HD 60532

Observation data Epoch J2000.0 Equinox J2000.0
- Constellation: Puppis
- Right ascension: 07^{h} 34^{m} 03.181^{s}
- Declination: −22° 17′ 45.84″
- Apparent magnitude (V): 4.450

Characteristics
- Evolutionary stage: subgiant
- Spectral type: F6 IV-V
- U−B color index: +0.07
- B−V color index: +0.51

Astrometry
- Radial velocity (R_{v}): +61.042±0.0004 km/s
- Proper motion (μ): RA: −40.180 mas/yr Dec.: +46.791 mas/yr
- Parallax (π): 38.1379±0.1087 mas
- Distance: 85.5 ± 0.2 ly (26.22 ± 0.07 pc)
- Absolute magnitude (M_{V}): +2.42

Details
- Mass: 1.44^{+0.03} _{−0.1} M_{☉}
- Radius: 2.66±0.03 R_{☉}
- Luminosity: 9.3±0.1 L_{☉}
- Surface gravity (log g): 3.75±0.02 cgs
- Temperature: 6,095 K
- Metallicity [Fe/H]: −0.42 dex
- Rotational velocity (v sin i): 8 km/s
- Age: 2.7±0.1 Gyr
- Other designations: 108 G. Puppis, BD−21°2007, GC 10134, GJ 279, HIP 36795, HR 2906, SAO 174009, 2MASS J07340317-2217457

Database references
- SIMBAD: data
- Exoplanet Archive: data
- ARICNS: data

= HD 60532 =

Star in the constellation Puppis

HD 60532, also known as Gliese 279, is a star with two orbiting exoplanets in the southern constellation of Puppis.
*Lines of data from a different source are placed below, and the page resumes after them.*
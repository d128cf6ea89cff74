//! Described-buffer exchange with external array libraries.
//!
//! An [`ArrayView`] carries borrowed bytes plus element type, shape and byte
//! strides, the same information a buffer protocol hands across a language
//! boundary. Exports borrow the owning `Matrix`/`Vector`, so the owner cannot
//! be mutated or dropped while a view is alive. Imports always copy into fresh
//! row-major storage.

use crate::error::{ClaError, Result};
use crate::matrix::Matrix;
use crate::traits::Dense;
use crate::vector::Vector;
use std::mem;

/// Element type tag of an exchanged buffer.
#[derive(Debug, Clone, Copy, PartialEq, Eq)]
pub enum ElementType {
    F32,
    F64,
    I32,
    I64,
    U8,
}

impl ElementType {
    /// Width of one element in bytes.
    pub fn size(self) -> usize {
        match self {
            ElementType::F32 | ElementType::I32 => 4,
            ElementType::F64 | ElementType::I64 => 8,
            ElementType::U8 => 1,
        }
    }

    /// Struct-module style format character ("d" for f64).
    pub fn format(self) -> &'static str {
        match self {
            ElementType::F32 => "f",
            ElementType::F64 => "d",
            ElementType::I32 => "i",
            ElementType::I64 => "q",
            ElementType::U8 => "B",
        }
    }
}

#[derive(Debug, Clone, Copy, PartialEq, Eq)]
pub enum MemoryOrder {
    /// "C" order: the last index varies fastest.
    RowMajor,
    /// "F" order: the first index varies fastest.
    ColMajor,
}

/// Byte strides of a contiguous array with the given shape and order.
fn contiguous_strides(shape: &[usize], itemsize: usize, order: MemoryOrder) -> Vec<usize> {
    let mut strides = vec![0; shape.len()];
    let mut step = itemsize;
    let axes: Vec<usize> = match order {
        MemoryOrder::RowMajor => (0..shape.len()).rev().collect(),
        MemoryOrder::ColMajor => (0..shape.len()).collect(),
    };
    for axis in axes {
        strides[axis] = step;
        step = step.saturating_mul(shape[axis].max(1));
    }
    strides
}

/// Number of bytes a strided array reaches into its buffer.
fn required_bytes(shape: &[usize], strides: &[usize], itemsize: usize) -> Result<usize> {
    if shape.iter().any(|&d| d == 0) {
        return Ok(0);
    }
    shape
        .iter()
        .zip(strides)
        .try_fold(itemsize, |acc, (&dim, &stride)| {
            (dim - 1)
                .checked_mul(stride)
                .and_then(|reach| acc.checked_add(reach))
        })
        .ok_or_else(|| ClaError::MalformedData("Array extent overflows usize".to_string()))
}

fn validate_layout(
    len: usize,
    dtype: ElementType,
    shape: &[usize],
    strides: &[usize],
) -> Result<()> {
    if shape.len() != strides.len() {
        return Err(ClaError::MalformedData(format!(
            "Shape has {} axes but {} strides were given",
            shape.len(),
            strides.len()
        )));
    }
    // Zero strides let a tiny buffer describe a huge array; bound the logical size too.
    let fits = shape
        .iter()
        .try_fold(1usize, |acc, &d| acc.checked_mul(d))
        .and_then(|count| count.checked_mul(dtype.size().max(mem::size_of::<f64>())))
        .is_some_and(|bytes| bytes <= isize::MAX as usize);
    if !fits {
        return Err(ClaError::MalformedData(format!(
            "Array of shape {:?} exceeds the addressable size",
            shape
        )));
    }
    let needed = required_bytes(shape, strides, dtype.size())?;
    if needed > len {
        return Err(ClaError::MalformedData(format!(
            "Array needs {} bytes but the buffer holds {}",
            needed, len
        )));
    }
    Ok(())
}

/// Read-only described buffer.
#[derive(Debug, Clone)]
pub struct ArrayView<'a> {
    data: &'a [u8],
    dtype: ElementType,
    shape: Vec<usize>,
    strides: Vec<usize>,
}

impl<'a> ArrayView<'a> {
    /// Describes a contiguous array in the given memory order.
    pub fn new(
        data: &'a [u8],
        dtype: ElementType,
        shape: Vec<usize>,
        order: MemoryOrder,
    ) -> Result<Self> {
        let strides = contiguous_strides(&shape, dtype.size(), order);
        Self::with_strides(data, dtype, shape, strides)
    }

    /// Describes an arbitrarily strided array. Strides are in bytes.
    pub fn with_strides(
        data: &'a [u8],
        dtype: ElementType,
        shape: Vec<usize>,
        strides: Vec<usize>,
    ) -> Result<Self> {
        validate_layout(data.len(), dtype, &shape, &strides)?;
        Ok(Self {
            data,
            dtype,
            shape,
            strides,
        })
    }

    pub fn data(&self) -> &'a [u8] {
        self.data
    }

    pub fn dtype(&self) -> ElementType {
        self.dtype
    }

    pub fn shape(&self) -> &[usize] {
        &self.shape
    }

    pub fn strides(&self) -> &[usize] {
        &self.strides
    }

    pub fn ndim(&self) -> usize {
        self.shape.len()
    }

    pub fn num_elements(&self) -> usize {
        self.shape.iter().product()
    }

    pub fn is_row_major_contiguous(&self) -> bool {
        self.num_elements() == 0
            || self.strides == contiguous_strides(&self.shape, self.dtype.size(), MemoryOrder::RowMajor)
    }

    /// Typed zero-copy access for contiguous, aligned f64 data.
    pub fn as_f64_slice(&self) -> Option<&'a [f64]> {
        if self.dtype != ElementType::F64 || !self.is_row_major_contiguous() {
            return None;
        }
        let data: &'a [u8] = self.data;
        let bytes = &data[..self.num_elements() * mem::size_of::<f64>()];
        bytemuck::try_cast_slice(bytes).ok()
    }

    /// Reads the f64 at the given byte offset, tolerating misalignment.
    fn read_f64(&self, offset: usize) -> f64 {
        bytemuck::pod_read_unaligned(&self.data[offset..offset + mem::size_of::<f64>()])
    }

    fn expect_f64(&self, ndim: usize, target: &str) -> Result<()> {
        if self.dtype != ElementType::F64 {
            return Err(ClaError::TypeOrShapeMismatch(format!(
                "{} needs float64 elements, got {:?} ('{}')",
                target,
                self.dtype,
                self.dtype.format()
            )));
        }
        if self.ndim() != ndim {
            return Err(ClaError::TypeOrShapeMismatch(format!(
                "{} needs a {}-D array, got {} dimensions",
                target,
                ndim,
                self.ndim()
            )));
        }
        Ok(())
    }

    /// Copies the elements into a row-major `Vec`, following the strides.
    ///
    /// Fails with `MalformedData` when the copy cannot be allocated.
    fn gather(&self) -> Result<Vec<f64>> {
        if let Some(slice) = self.as_f64_slice() {
            return Ok(slice.to_vec());
        }
        let mut out = Vec::new();
        out.try_reserve_exact(self.num_elements()).map_err(|e| {
            ClaError::MalformedData(format!(
                "Cannot allocate {} elements for array of shape {:?}: {}",
                self.num_elements(),
                self.shape,
                e
            ))
        })?;
        match self.shape.as_slice() {
            [len] => out.extend((0..*len).map(|i| self.read_f64(i * self.strides[0]))),
            [rows, cols] => {
                for i in 0..*rows {
                    for j in 0..*cols {
                        out.push(self.read_f64(i * self.strides[0] + j * self.strides[1]));
                    }
                }
            }
            _ => unreachable!("dimensionality is checked before gathering"),
        }
        Ok(out)
    }
}

/// Writable described buffer, exported from a mutably borrowed owner.
#[derive(Debug)]
pub struct ArrayViewMut<'a> {
    data: &'a mut [u8],
    dtype: ElementType,
    shape: Vec<usize>,
    strides: Vec<usize>,
}

impl ArrayViewMut<'_> {
    pub fn data(&self) -> &[u8] {
        &*self.data
    }

    pub fn data_mut(&mut self) -> &mut [u8] {
        &mut *self.data
    }

    pub fn dtype(&self) -> ElementType {
        self.dtype
    }

    pub fn shape(&self) -> &[usize] {
        &self.shape
    }

    pub fn strides(&self) -> &[usize] {
        &self.strides
    }

    /// Writes through to the owner's buffer.
    pub fn as_f64_slice_mut(&mut self) -> &mut [f64] {
        bytemuck::cast_slice_mut(&mut *self.data)
    }
}

fn export<T: Dense<Value = f64>>(owner: &T, shape: Vec<usize>) -> ArrayView<'_> {
    let strides = contiguous_strides(&shape, mem::size_of::<f64>(), MemoryOrder::RowMajor);
    ArrayView {
        data: bytemuck::cast_slice(owner.as_slice()),
        dtype: ElementType::F64,
        shape,
        strides,
    }
}

fn export_mut<T: Dense<Value = f64>>(owner: &mut T, shape: Vec<usize>) -> ArrayViewMut<'_> {
    let strides = contiguous_strides(&shape, mem::size_of::<f64>(), MemoryOrder::RowMajor);
    ArrayViewMut {
        data: bytemuck::cast_slice_mut(owner.as_mut_slice()),
        dtype: ElementType::F64,
        shape,
        strides,
    }
}

impl Matrix {
    /// Zero-copy 2-D row-major view of this matrix.
    pub fn as_array(&self) -> ArrayView<'_> {
        export(self, vec![self.rows(), self.cols()])
    }

    /// Zero-copy writable 2-D row-major view of this matrix.
    pub fn as_array_mut(&mut self) -> ArrayViewMut<'_> {
        let shape = vec![self.rows(), self.cols()];
        export_mut(self, shape)
    }

    /// Builds a matrix from a 2-D float64 array of any memory order.
    pub fn from_array(array: &ArrayView<'_>) -> Result<Matrix> {
        array.expect_f64(2, "Matrix")?;
        let (rows, cols) = (array.shape[0], array.shape[1]);
        log::debug!(
            "importing {}x{} array (row-major contiguous: {})",
            rows,
            cols,
            array.is_row_major_contiguous()
        );
        Matrix::from_vec(rows, cols, array.gather()?)
    }
}

impl Vector {
    /// Zero-copy 1-D view of this vector.
    pub fn as_array(&self) -> ArrayView<'_> {
        export(self, vec![self.len()])
    }

    /// Zero-copy writable 1-D view of this vector.
    pub fn as_array_mut(&mut self) -> ArrayViewMut<'_> {
        let shape = vec![self.len()];
        export_mut(self, shape)
    }

    /// Builds a vector from a 1-D float64 array.
    pub fn from_array(array: &ArrayView<'_>) -> Result<Vector> {
        array.expect_f64(1, "Vector")?;
        Ok(Vector::from_vec(array.gather()?))
    }
}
The designation HD 60532 takes its name from the Henry Draper Catalogue. It is #279 in the Gliese Catalogue of Nearby Stars. The system is located at a distance of 85.5 light years from the Sun, and is drifting further away with a radial velocity of 61 km/s. At that distance, the star has an apparent visual magnitude of 4.45, which is bright enough to be faintly visible to the naked eye. The motion of this system through space brought it within 3.1676 pc of the Sun some 408,600 years ago.

==Properties==
The spectrum of this star shows blended features of an F-type main-sequence star and an evolving subgiant star, with a corresponding stellar classification of F6 IV-V. It is an estimated 2.7 billion years old with a projected rotational velocity of 8 km/s and a low level of magnetic activity in its chromosphere. The star has 1.44 times the mass of the Sun and 2.66 times the Sun's radius. The abundance of iron, a measure of the star's metallicity, is 38% that of the Sun. HD 60532 is radiating 9.3 times the luminosity of the Sun from its photosphere at an effective temperature of 6,095 K.

==Planetary system==
In September 2008, two Jupiter-like planets, components b and c, were found orbiting the star, by Desort et al at the La Silla Observatory. The orbital periods of these two planets appear to be in 3:1 resonance. However, their inclination is still unknown and therefore their radii cannot be calculated.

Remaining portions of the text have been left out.